- le président de la collégialité,
- les membres de la collégialité,
- les Avocats,
Mesdames et Messieurs,
Voici mon second procès devant cette juridiction qui tire à sa fin. Il a plu aux juges camerounais que je passe huit (8) ans en prison. Après une première sentence de 12 ans, c’est la seconde qui est en téléchargement comme on dit de plus en plus.
Je rends grâce à Dieu d’avoir permis que je sois vivant en ce moment conclusif.
Monsieur le Président,
Rien de ce que j’ai vécu, vu et entendu ne m’autorise à espérer un jugement conforme à la réalité et la vérité : on a dit et redit, on a démontré, expliqué, justifié que tout ce qu’on m’a imputé depuis toutes ces années est faux, imaginaire, mesquin et même criminellement construit. Je purge déjà une première sentence de 12 ans pour un détournement de 3,5 milliards de francs, une somme inventée, et je suis encore devant le Tribunal pour une autre somme cinq fois plus importante, pareillement inventée, comme ces 10 milliards de francs qu’avec mes coaccusés j’aurais distraits de la Trésorerie Générale, qui ne s’en serait jamais rendu compte jusqu’à ce qu’un soi-disant expert-comptable commis pour charger des innocents, découvre le crime. Celui auquel l’Avocat Général disait vouer une admiration sans bornes.
C’est le «rouleau compresseur» tel que défini par les commanditaires de la mise en accusation forcenée qui est en marche.

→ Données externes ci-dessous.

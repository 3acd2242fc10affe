use crate::{
    ConfigError, ConfigErrorResult, DEFAULT_HOST, DEFAULT_PORT, DEFAULT_USERS_FILENAME, MIN_PORT,
};

use std::path::Path;

use serde::Deserialize;

/// Settings for the reference auth server.
#[derive(Debug, Clone, Deserialize)]
#[serde(default)]
pub struct ServerConfig {
    pub host: String,
    pub port: u16,
    /// Registered users, relative to the config directory
    pub users_file: String,
}

impl Default for ServerConfig {
    fn default() -> Self {
        Self {
            host: String::from(DEFAULT_HOST),
            port: DEFAULT_PORT,
            users_file: String::from(DEFAULT_USERS_FILENAME),
        }
    }
}

impl ServerConfig {
    pub fn validate(&self) -> ConfigErrorResult<()> {
        // Port 0 means "auto-assign" - OS picks an available port.
        if self.port != 0 && self.port < MIN_PORT {
            return Err(ConfigError::invalid(
                "server",
                format!(
                    "port must be 0 (auto) or >= {}, got {}",
                    MIN_PORT, self.port
                ),
            ));
        }

        if Path::new(&self.users_file).is_absolute() || self.users_file.contains("..") {
            return Err(ConfigError::invalid(
                "server",
                "users_file must be relative and cannot contain '..'",
            ));
        }

        Ok(())
    }
}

Les donneurs d’ordre ordonnent la mise à mort sociale. Les autres acteurs exécutent sans broncher, quoi que dise la Constitution sur l’indépendance de la Justice, et sur la loi, quoi que les juges expérimentés, pères et mères d’enfants, aient prêté le serment de juger conformément à la loi et à leur conscience.
Logiquement, je n’attends donc rien qui me soit favorable dans cette seconde procédure. Ce que j’ai vu et entendu pendant 08 ans ne me permet par de rêver.
Je voudrais cependant reconnaître que la prison a fait de moi un homme plutôt apaisé, qui, loin d’en vouloir à ceux qui me martyrisent, qu’ils soient donneurs d’ordres ou exécutants, les plaint plutôt : vont-ils s’en sortir lorsque la vérité avec grand V, comme Vamoulké, émergera enfin, psychologiquement, socialement et pénalement ? Je le leur souhaite.
Mais au-delà des acteurs de ce qu’il faut bien appeler l’injustice, je plains le pays, mon pays, notre pays, que beaucoup voient, impuissants, se déliter, faute de justice, faute de ce sérum vital qui fait se tenir debout les nations désireuses de progresser. J’aurais tant voulu comprendre pourquoi tant de gens, comme moi, sont traqués sans raison apparente, pourquoi tant de vies et de carrières sont ainsi brisées, compromises. J’aurais tant voulu comprendre pourquoi dans ce pays, on enterre quasi systématiquement la vérité avec grand V pour lui substituer une vérité fabriquée, qui a toujours besoin de béquilles pour tenir debout.
Sans doute, le saurons-nous un jour.